* **TRY IT**
One number alone answers this: the count of lines below in which the word "crate" is found.
====
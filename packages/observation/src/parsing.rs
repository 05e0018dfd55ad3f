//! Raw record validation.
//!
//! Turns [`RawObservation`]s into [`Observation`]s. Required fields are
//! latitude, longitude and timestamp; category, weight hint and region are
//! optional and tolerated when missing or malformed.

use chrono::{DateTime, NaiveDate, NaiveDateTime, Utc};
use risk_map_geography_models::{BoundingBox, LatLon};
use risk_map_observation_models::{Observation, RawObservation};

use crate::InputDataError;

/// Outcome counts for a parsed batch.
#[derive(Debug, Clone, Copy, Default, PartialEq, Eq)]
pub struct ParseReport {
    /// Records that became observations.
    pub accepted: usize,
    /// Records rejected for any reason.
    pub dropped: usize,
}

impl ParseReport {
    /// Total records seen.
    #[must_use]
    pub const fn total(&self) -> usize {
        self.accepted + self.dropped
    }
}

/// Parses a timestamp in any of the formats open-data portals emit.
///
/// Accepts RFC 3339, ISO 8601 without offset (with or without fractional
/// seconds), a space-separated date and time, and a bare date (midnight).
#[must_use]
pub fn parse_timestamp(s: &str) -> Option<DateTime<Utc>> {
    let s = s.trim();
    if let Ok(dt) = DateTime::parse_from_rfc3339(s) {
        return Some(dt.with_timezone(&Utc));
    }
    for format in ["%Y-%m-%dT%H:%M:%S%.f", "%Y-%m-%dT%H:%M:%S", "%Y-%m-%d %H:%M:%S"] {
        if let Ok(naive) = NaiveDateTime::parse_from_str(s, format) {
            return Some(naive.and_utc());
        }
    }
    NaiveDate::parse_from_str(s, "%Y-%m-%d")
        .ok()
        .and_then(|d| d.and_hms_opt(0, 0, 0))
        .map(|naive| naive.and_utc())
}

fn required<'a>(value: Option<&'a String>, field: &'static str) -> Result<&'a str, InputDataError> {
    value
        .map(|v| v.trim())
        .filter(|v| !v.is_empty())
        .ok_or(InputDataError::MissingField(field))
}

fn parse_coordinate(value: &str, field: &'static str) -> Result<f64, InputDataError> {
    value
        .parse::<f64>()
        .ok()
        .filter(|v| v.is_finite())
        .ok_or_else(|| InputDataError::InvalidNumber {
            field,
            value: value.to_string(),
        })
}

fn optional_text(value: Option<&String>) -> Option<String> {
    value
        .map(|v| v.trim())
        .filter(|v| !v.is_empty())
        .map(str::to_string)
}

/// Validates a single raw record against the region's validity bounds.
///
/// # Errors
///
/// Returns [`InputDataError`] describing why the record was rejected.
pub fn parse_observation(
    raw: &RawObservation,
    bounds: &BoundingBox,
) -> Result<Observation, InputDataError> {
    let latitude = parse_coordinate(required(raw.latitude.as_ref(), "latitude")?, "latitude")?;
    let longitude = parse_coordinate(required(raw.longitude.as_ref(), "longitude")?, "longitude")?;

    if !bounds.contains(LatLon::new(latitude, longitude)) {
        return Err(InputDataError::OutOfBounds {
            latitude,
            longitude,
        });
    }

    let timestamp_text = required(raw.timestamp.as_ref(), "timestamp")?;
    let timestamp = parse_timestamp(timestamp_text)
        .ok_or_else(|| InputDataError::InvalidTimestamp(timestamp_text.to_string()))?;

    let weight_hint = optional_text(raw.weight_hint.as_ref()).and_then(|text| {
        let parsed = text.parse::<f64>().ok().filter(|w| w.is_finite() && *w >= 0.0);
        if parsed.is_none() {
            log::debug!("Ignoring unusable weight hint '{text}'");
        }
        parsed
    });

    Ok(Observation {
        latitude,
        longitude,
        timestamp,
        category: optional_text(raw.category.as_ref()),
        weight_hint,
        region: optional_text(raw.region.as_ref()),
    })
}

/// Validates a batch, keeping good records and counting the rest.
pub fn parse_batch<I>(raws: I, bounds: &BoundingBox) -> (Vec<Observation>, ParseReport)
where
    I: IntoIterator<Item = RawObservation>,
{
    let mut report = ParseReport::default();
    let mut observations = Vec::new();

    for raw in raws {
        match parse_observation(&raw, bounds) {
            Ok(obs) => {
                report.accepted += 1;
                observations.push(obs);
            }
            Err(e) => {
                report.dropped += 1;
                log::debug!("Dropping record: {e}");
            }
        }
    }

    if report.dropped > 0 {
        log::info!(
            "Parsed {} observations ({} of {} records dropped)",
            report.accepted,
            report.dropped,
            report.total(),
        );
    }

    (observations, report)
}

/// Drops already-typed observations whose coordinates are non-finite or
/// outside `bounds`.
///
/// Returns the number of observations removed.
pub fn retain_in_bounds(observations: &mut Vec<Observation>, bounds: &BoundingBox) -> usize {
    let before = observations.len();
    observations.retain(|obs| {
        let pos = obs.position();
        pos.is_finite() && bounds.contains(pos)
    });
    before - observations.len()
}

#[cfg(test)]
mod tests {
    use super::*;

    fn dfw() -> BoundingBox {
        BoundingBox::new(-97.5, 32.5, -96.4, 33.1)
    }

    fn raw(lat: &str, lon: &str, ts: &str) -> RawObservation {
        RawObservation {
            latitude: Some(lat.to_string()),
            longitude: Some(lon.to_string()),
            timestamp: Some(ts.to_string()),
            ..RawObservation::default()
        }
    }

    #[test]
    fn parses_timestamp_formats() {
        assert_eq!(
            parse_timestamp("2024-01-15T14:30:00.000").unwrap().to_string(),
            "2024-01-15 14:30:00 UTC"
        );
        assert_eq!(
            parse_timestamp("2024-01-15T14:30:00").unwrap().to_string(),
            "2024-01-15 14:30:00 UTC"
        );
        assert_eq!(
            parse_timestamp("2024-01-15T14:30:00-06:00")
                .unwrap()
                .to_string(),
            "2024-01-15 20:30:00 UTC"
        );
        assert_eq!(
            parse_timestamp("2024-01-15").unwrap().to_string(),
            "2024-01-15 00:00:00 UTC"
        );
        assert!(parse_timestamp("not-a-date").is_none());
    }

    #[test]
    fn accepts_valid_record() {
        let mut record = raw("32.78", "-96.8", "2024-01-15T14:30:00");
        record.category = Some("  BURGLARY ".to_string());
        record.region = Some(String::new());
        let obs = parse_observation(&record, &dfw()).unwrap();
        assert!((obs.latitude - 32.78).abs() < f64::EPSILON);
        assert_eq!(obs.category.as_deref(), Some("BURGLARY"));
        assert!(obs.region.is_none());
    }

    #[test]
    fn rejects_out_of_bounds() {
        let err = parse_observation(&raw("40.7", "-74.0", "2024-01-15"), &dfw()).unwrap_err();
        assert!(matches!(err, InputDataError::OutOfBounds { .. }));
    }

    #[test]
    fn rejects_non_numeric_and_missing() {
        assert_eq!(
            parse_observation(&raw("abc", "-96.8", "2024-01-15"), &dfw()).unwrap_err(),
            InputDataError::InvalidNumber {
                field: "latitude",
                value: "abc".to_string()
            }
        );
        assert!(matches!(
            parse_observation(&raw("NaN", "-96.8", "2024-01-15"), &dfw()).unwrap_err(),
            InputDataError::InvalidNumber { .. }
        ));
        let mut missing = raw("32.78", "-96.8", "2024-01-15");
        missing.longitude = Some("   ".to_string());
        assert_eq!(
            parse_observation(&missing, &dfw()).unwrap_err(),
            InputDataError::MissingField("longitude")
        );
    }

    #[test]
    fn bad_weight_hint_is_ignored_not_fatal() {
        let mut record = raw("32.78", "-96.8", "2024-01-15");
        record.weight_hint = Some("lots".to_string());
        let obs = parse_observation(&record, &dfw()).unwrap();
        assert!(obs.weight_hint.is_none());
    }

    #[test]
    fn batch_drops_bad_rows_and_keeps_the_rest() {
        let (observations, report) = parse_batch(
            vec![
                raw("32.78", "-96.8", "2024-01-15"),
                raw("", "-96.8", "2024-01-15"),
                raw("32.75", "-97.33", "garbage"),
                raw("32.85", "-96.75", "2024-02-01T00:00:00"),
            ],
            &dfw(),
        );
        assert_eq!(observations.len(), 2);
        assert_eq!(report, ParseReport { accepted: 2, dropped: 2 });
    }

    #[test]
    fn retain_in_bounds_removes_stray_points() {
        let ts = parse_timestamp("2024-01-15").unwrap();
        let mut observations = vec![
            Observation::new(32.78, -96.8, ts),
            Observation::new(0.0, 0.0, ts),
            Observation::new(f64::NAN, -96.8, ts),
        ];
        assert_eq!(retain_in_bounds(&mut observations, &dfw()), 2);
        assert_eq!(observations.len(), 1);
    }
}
====
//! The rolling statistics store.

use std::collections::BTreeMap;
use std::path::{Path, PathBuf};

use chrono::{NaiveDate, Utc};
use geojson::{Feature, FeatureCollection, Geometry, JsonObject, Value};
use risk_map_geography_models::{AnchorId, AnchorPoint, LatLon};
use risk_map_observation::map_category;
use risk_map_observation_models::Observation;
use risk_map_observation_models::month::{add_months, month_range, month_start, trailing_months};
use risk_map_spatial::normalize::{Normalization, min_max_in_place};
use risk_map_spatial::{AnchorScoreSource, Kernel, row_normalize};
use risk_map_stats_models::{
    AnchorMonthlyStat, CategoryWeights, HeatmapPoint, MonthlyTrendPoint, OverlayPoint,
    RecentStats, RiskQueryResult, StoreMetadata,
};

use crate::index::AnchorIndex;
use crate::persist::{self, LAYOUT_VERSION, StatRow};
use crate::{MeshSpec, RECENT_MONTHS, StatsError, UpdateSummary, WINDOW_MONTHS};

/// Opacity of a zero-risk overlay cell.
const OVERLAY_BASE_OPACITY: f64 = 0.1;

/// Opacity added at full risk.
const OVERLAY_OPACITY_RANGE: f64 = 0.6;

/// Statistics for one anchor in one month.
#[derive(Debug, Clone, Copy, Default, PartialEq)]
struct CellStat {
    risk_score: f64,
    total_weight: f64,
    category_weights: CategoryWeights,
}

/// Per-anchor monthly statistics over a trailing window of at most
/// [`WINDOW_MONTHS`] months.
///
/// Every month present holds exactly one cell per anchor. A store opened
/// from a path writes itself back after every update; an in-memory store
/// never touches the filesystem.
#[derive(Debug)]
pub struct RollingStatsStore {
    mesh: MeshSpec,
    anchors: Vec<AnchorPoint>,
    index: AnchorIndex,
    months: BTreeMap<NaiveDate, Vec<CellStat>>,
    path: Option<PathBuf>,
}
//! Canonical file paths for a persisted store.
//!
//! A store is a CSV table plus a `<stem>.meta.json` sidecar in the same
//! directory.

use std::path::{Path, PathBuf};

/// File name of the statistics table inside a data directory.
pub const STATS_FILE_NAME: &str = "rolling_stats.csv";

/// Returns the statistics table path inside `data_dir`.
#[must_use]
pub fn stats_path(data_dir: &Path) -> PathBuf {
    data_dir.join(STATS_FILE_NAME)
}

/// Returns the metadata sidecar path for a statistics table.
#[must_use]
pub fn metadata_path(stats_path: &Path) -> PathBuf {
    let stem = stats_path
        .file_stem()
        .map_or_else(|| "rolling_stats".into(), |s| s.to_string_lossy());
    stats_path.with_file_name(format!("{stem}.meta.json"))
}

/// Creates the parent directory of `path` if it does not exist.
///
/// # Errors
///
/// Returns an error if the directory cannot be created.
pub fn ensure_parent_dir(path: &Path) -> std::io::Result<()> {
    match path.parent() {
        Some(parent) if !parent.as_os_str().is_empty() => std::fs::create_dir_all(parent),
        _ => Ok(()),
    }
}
====
* **SOLUTION BELOW**
4